All that should come back is the lines of the data below from the one containing "returning its owner." to the one containing "let cells = self.run_through(origin, role, axis);", inclusive, exactly as they stand.

== Stored items ==

= Beginning of Section =

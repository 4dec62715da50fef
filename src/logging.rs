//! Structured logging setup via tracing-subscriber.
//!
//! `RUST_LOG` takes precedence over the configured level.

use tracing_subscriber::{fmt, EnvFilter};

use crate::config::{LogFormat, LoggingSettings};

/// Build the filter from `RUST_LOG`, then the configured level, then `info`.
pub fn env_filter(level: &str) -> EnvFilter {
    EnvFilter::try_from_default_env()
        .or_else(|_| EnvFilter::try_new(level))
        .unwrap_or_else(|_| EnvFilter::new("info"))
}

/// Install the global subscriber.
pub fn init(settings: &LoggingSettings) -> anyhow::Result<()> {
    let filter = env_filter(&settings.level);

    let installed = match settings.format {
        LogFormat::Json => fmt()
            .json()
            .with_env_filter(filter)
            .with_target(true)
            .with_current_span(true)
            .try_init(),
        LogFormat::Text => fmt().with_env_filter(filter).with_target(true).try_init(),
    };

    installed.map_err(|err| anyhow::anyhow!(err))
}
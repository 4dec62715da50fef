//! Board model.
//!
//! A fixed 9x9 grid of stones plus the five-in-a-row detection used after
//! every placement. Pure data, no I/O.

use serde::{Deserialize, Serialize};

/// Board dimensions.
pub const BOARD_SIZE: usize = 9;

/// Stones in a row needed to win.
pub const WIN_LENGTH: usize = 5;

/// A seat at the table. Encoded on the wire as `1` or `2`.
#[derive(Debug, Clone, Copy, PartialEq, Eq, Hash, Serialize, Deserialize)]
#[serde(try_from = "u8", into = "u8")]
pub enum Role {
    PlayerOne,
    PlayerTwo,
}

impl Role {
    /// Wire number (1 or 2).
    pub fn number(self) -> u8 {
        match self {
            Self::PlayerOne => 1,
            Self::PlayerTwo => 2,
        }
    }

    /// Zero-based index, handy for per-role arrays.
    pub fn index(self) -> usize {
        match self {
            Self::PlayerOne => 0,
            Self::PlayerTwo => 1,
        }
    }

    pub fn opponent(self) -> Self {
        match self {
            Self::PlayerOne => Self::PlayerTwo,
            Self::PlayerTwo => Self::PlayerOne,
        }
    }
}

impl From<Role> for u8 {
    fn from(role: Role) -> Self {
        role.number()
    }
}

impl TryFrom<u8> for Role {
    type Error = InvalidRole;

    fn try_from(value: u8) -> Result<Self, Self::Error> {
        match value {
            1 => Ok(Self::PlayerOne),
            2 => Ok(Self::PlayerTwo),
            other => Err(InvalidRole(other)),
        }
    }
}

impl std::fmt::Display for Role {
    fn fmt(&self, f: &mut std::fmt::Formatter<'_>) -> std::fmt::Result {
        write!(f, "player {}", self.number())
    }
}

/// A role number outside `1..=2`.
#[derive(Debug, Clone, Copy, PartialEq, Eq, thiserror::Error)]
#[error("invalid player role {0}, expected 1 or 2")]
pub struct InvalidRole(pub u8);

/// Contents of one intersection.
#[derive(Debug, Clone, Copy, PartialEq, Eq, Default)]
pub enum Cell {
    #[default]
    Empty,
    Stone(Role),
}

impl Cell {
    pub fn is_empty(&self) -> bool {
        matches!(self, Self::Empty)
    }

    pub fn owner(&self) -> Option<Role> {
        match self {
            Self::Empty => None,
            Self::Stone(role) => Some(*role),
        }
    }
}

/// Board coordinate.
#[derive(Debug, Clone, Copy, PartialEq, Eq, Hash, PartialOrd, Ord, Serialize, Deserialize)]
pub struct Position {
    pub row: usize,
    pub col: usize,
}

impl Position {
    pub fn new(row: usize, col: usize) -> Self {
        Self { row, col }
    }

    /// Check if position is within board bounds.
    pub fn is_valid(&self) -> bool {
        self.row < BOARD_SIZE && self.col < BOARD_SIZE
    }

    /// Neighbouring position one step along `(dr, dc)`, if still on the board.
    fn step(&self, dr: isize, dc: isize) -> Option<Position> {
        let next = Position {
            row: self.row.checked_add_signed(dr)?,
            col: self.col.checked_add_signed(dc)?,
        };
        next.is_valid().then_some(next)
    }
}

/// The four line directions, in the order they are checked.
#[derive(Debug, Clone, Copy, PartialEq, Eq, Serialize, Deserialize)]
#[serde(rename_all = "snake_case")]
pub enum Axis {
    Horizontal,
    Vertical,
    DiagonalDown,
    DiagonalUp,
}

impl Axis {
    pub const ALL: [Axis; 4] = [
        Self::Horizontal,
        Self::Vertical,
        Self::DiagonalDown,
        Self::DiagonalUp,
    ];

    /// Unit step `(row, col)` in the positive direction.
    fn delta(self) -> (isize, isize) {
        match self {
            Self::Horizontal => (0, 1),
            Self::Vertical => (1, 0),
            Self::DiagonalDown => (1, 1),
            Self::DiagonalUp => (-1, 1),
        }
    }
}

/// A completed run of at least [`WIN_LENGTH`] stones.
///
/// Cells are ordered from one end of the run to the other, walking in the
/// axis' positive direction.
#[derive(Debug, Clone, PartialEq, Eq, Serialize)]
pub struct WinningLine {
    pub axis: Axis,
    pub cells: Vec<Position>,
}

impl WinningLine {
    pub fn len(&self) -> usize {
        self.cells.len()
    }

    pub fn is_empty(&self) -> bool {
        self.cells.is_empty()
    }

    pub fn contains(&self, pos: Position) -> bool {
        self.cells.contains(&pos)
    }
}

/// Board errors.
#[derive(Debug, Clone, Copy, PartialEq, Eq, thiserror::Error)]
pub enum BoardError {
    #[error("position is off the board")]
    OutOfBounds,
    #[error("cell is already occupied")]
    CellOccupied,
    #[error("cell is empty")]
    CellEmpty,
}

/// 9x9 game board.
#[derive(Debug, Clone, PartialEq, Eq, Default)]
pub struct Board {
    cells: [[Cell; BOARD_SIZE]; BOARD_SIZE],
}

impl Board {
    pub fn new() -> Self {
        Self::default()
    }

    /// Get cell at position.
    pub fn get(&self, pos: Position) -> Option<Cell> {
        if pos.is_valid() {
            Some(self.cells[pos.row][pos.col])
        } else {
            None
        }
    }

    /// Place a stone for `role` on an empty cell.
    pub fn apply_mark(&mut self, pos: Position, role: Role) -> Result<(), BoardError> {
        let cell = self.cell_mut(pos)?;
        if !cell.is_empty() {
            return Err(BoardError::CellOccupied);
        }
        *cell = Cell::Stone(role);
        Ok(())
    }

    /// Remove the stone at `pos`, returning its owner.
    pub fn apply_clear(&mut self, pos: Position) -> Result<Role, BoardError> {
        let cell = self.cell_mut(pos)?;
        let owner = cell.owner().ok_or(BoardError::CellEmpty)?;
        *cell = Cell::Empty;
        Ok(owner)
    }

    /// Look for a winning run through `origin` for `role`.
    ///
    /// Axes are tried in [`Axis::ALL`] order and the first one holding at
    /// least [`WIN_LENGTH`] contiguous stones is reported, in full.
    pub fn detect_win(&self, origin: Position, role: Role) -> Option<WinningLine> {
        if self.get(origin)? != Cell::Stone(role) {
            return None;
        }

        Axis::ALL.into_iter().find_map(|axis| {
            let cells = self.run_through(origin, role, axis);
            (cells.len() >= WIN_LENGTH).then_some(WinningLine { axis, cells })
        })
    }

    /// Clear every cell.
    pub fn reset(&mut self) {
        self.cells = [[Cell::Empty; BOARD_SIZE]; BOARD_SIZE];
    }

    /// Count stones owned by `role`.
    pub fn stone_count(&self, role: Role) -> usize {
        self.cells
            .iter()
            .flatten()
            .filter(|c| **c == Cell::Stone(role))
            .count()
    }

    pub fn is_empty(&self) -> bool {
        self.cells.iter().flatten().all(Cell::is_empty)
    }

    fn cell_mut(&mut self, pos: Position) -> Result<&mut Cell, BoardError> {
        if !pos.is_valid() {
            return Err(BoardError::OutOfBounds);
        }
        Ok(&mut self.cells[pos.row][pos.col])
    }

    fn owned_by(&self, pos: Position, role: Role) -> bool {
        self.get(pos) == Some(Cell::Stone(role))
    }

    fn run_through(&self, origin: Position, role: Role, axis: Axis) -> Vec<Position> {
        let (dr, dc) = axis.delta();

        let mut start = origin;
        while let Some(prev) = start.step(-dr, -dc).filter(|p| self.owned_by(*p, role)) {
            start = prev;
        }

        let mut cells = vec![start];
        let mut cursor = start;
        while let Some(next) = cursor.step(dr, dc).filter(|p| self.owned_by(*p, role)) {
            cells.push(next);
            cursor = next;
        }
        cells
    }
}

= End of Section =

== Result of this exercise ==
    /// Remove the stone at `pos`, returning its owner.
    pub fn apply_clear(&mut self, pos: Position) -> Result<Role, BoardError> {
        let cell = self.cell_mut(pos)?;
        let owner = cell.owner().ok_or(BoardError::CellEmpty)?;
        *cell = Cell::Empty;
        Ok(owner)
    }

    /// Look for a winning run through `origin` for `role`.
    ///
    /// Axes are tried in [`Axis::ALL`] order and the first one holding at
    /// least [`WIN_LENGTH`] contiguous stones is reported, in full.
    pub fn detect_win(&self, origin: Position, role: Role) -> Option<WinningLine> {
        if self.get(origin)? != Cell::Stone(role) {
            return None;
        }

        Axis::ALL.into_iter().find_map(|axis| {
            let cells = self.run_through(origin, role, axis);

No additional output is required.